━━━━━ DATA FOR PROCESSING ━━━━━
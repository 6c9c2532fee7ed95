// src/lib.rs
// Public library surface for the binaries and integration tests.

pub mod config;
pub mod dedup;
pub mod feed;
pub mod format;
pub mod html;
pub mod logging;
pub mod metrics;
pub mod notify;
pub mod pipeline;
pub mod registry;
pub mod scheduler;

// ---- Re-exports for stable public API ----
pub use crate::config::RelayConfig;
pub use crate::dedup::SeenTracker;
pub use crate::feed::{Announcement, CanvasClient, FeedSource};
pub use crate::format::Formatter;
pub use crate::notify::{DiscordTransport, Target, Transport};
pub use crate::pipeline::{CycleReport, RelayEngine};
pub use crate::registry::ChannelRegistry;
pub use crate::scheduler::PollScheduler;
//! Prints the chat message an announcement would produce.
//!
//! Usage: `format-preview <course name> <title> [url] < body.html`
//! `RELAY_MENTION` and `RELAY_MAX_MESSAGE_LENGTH` override the defaults.

use std::io::Read;

use canvas_relay::format::{Formatter, DEFAULT_MAX_MESSAGE_LENGTH};

fn main() -> anyhow::Result<()> {
    let mut args = std::env::args().skip(1);
    let (Some(course), Some(title)) = (args.next(), args.next()) else {
        anyhow::bail!("usage: format-preview <course name> <title> [url] < body.html");
    };
    let url = args.next();

    let mention = std::env::var("RELAY_MENTION").unwrap_or_else(|_| "@here".to_string());
    let max_len = std::env::var("RELAY_MAX_MESSAGE_LENGTH")
        .ok()
        .and_then(|v| v.parse().ok())
        .unwrap_or(DEFAULT_MAX_MESSAGE_LENGTH);

    let mut html = String::new();
    std::io::stdin().read_to_string(&mut html)?;

    let out = Formatter::new(mention, max_len).format(&course, &title, &html, url.as_deref());
    println!("{out}");
    eprintln!("-- {} / {} chars", out.chars().count(), max_len);
    Ok(())
}
//! Course → channel fan-out table.
//!
//! Configuration lists, per chat channel, the courses it follows. The relay
//! needs the inverse (course → channels), built once at startup and read-only
//! afterwards. Iteration follows first-encounter order so fan-out is stable.

use std::collections::HashMap;

use crate::feed::CourseId;
use crate::notify::ChannelId;

#[derive(Debug, Clone, Default)]
pub struct ChannelRegistry {
    order: Vec<CourseId>,
    targets: HashMap<CourseId, Vec<ChannelId>>,
}

impl ChannelRegistry {
    /// Invert a channel → courses mapping.
    ///
    /// Duplicate (channel, course) pairs are kept as-is and produce duplicate
    /// deliveries; configuration is expected to be clean.
    pub fn build<I, C>(channel_courses: I) -> Self
    where
        I: IntoIterator<Item = (ChannelId, C)>,
        C: IntoIterator<Item = CourseId>,
    {
        let mut reg = Self::default();
        for (channel, courses) in channel_courses {
            for course in courses {
                reg.targets
                    .entry(course)
                    .or_insert_with(|| {
                        reg.order.push(course);
                        Vec::new()
                    })
                    .push(channel);
                tracing::info!(channel, course, "registered channel for course");
            }
        }
        reg
    }

    /// Courses in build order.
    pub fn courses(&self) -> impl Iterator<Item = CourseId> + '_ {
        self.order.iter().copied()
    }

    /// Channels for `course`, in registration order. Unknown courses have none.
    pub fn targets(&self, course: CourseId) -> &[ChannelId] {
        self.targets.get(&course).map(Vec::as_slice).unwrap_or(&[])
    }

    pub fn len(&self) -> usize {
        self.order.len()
    }

    pub fn is_empty(&self) -> bool {
        self.order.is_empty()
    }
}
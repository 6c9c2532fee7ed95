// src/logging.rs
use anyhow::{anyhow, Result};
use std::path::Path;
use tracing_appender::non_blocking::WorkerGuard;
use tracing_subscriber::{fmt, prelude::*, EnvFilter};

/// Console logging, plus a plain-text file sink when `log_file` is set.
///
/// Keep the returned guard alive for the life of the process; dropping it
/// flushes and stops the file writer.
pub fn init(log_file: Option<&Path>) -> Result<Option<WorkerGuard>> {
    let filter = EnvFilter::try_from_default_env().unwrap_or_else(|_| EnvFilter::new("info"));

    let Some(path) = log_file else {
        tracing_subscriber::registry()
            .with(filter)
            .with(fmt::layer().with_target(false))
            .try_init()?;
        return Ok(None);
    };

    let dir = path
        .parent()
        .filter(|p| !p.as_os_str().is_empty())
        .unwrap_or_else(|| Path::new("."));
    let file_name = path
        .file_name()
        .ok_or_else(|| anyhow!("log file path has no file name: {}", path.display()))?;

    let (writer, guard) = tracing_appender::non_blocking(tracing_appender::rolling::never(dir, file_name));

    tracing_subscriber::registry()
        .with(filter)
        .with(fmt::layer().with_target(false))
        .with(fmt::layer().with_ansi(false).with_writer(writer))
        .try_init()?;

    Ok(Some(guard))
}
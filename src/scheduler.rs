// src/scheduler.rs
//! Minute-aligned poll loop.
//!
//! `NotStarted → Running` happens on the first ready signal from the chat
//! transport; later ready signals (reconnects) are ignored. The loop runs one
//! pipeline cycle, logs any error, then sleeps until the next whole minute.
//! It only stops when the transport reports it is closed.

use chrono::{DateTime, Duration as ChronoDuration, Timelike, Utc};
use metrics::{counter, gauge};
use std::time::Duration;
use tokio::sync::watch;
use tokio::task::JoinHandle;

use crate::feed::FeedSource;
use crate::notify::Transport;
use crate::pipeline::RelayEngine;

/// Start of the minute after `now`. A `now` that sits exactly on a boundary
/// still moves to the following one.
pub fn next_minute_boundary(now: DateTime<Utc>) -> DateTime<Utc> {
    let bumped = now + ChronoDuration::minutes(1);
    bumped
        .with_second(0)
        .and_then(|t| t.with_nanosecond(0))
        .unwrap_or(bumped)
}

/// Time left until [`next_minute_boundary`], never negative.
pub fn until_next_minute(now: DateTime<Utc>) -> Duration {
    (next_minute_boundary(now) - now)
        .to_std()
        .unwrap_or(Duration::ZERO)
}

pub struct PollScheduler<F, T> {
    engine: Option<RelayEngine<F, T>>,
    started: bool,
    closed: watch::Receiver<bool>,
}

impl<F, T> PollScheduler<F, T>
where
    F: FeedSource + 'static,
    T: Transport + 'static,
{
    /// `closed` flips to `true` when the transport shuts down.
    pub fn new(engine: RelayEngine<F, T>, closed: watch::Receiver<bool>) -> Self {
        Self {
            engine: Some(engine),
            started: false,
            closed,
        }
    }

    pub fn is_started(&self) -> bool {
        self.started
    }

    /// Handle a ready signal. Spawns the poll loop the first time only; the
    /// returned handle yields the engine back once the loop has stopped.
    pub fn on_ready(&mut self) -> Option<JoinHandle<RelayEngine<F, T>>> {
        if self.started {
            tracing::debug!("ready again; poll loop already running");
            return None;
        }
        let engine = self.engine.take()?;
        self.started = true;
        tracing::info!("starting poll loop");
        Some(tokio::spawn(run_poll_loop(engine, self.closed.clone())))
    }
}

/// Seed the seen set, then cycle until `closed` turns true.
pub async fn run_poll_loop<F, T>(
    mut engine: RelayEngine<F, T>,
    mut closed: watch::Receiver<bool>,
) -> RelayEngine<F, T>
where
    F: FeedSource,
    T: Transport,
{
    engine.seed_seen().await;

    while !*closed.borrow() {
        tracing::info!("starting canvas check cycle");
        match engine.run_cycle().await {
            Ok(report) => {
                counter!("relay_cycles_total").increment(1);
                tracing::info!(
                    fetched = report.fetched,
                    new = report.new,
                    delivered = report.delivered,
                    failed = report.failed,
                    unresolved = report.unresolved,
                    "cycle finished"
                );
            }
            Err(e) => {
                counter!("relay_cycle_errors_total").increment(1);
                tracing::error!(error = ?e, "error occurred while checking canvas");
            }
        }
        gauge!("relay_last_cycle_ts").set(Utc::now().timestamp() as f64);

        let wait = until_next_minute(Utc::now());
        tokio::select! {
            _ = tokio::time::sleep(wait) => {}
            changed = closed.changed() => {
                if changed.is_err() {
                    tracing::warn!("shutdown signal dropped; stopping poll loop");
                    break;
                }
            }
        }
    }

    tracing::info!("poll loop stopped");
    engine
}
━━━━━
WHAT THE TASK ASKS >>
Go through the listing above and write out exactly the lines starting with the one holding "let mut args = std::env::args().skip(1);" and running through the one holding "std::io::stdin().read_to_string(&mut html)?;", ends included, and no others.

ANSWER BOX >>
    let mut args = std::env::args().skip(1);
    let (Some(course), Some(title)) = (args.next(), args.next()) else {
        anyhow::bail!("usage: format-preview <course name> <title> [url] < body.html");
    };
    let url = args.next();

    let mention = std::env::var("RELAY_MENTION").unwrap_or_else(|_| "@here".to_string());
    let max_len = std::env::var("RELAY_MAX_MESSAGE_LENGTH")
        .ok()
        .and_then(|v| v.parse().ok())
        .unwrap_or(DEFAULT_MAX_MESSAGE_LENGTH);

    let mut html = String::new();
    std::io::stdin().read_to_string(&mut html)?;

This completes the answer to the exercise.